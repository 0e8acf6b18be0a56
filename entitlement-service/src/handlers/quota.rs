//! Quota check and deduction endpoints.

use axum::{extract::State, Json};
use serde::Deserialize;
use service_core::error::AppError;
use uuid::Uuid;

use crate::models::UsageContext;
use crate::services::{QuotaCheck, QuotaDeduction};
use crate::AppState;

#[derive(Debug, Deserialize)]
pub struct CheckQuotaRequest {
    pub account_id: Uuid,
    pub units: i64,
}

#[derive(Debug, Deserialize)]
pub struct DeductQuotaRequest {
    pub account_id: Uuid,
    pub units: i64,
    #[serde(default)]
    pub student_id: Option<Uuid>,
    #[serde(default)]
    pub assignment_id: Option<Uuid>,
    pub feature: String,
}

/// Advisory check: would `units` fit in the current period's budget?
pub async fn check_quota(
    State(state): State<AppState>,
    Json(payload): Json<CheckQuotaRequest>,
) -> Result<Json<QuotaCheck>, AppError> {
    let check = state
        .quota
        .check(payload.account_id, payload.units)
        .await?;
    Ok(Json(check))
}

/// Deduct `units` from the account's current period, atomically.
pub async fn deduct_quota(
    State(state): State<AppState>,
    Json(payload): Json<DeductQuotaRequest>,
) -> Result<Json<QuotaDeduction>, AppError> {
    let context = UsageContext {
        student_id: payload.student_id,
        assignment_id: payload.assignment_id,
        feature: payload.feature,
    };

    let deduction = state
        .quota
        .deduct(payload.account_id, payload.units, &context)
        .await?;
    Ok(Json(deduction))
}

What you have to do:
Please find every line in the records above that holds the word "Option" and copy it.

Solution for this task:
    pub student_id: Option<Uuid>,
    pub assignment_id: Option<Uuid>,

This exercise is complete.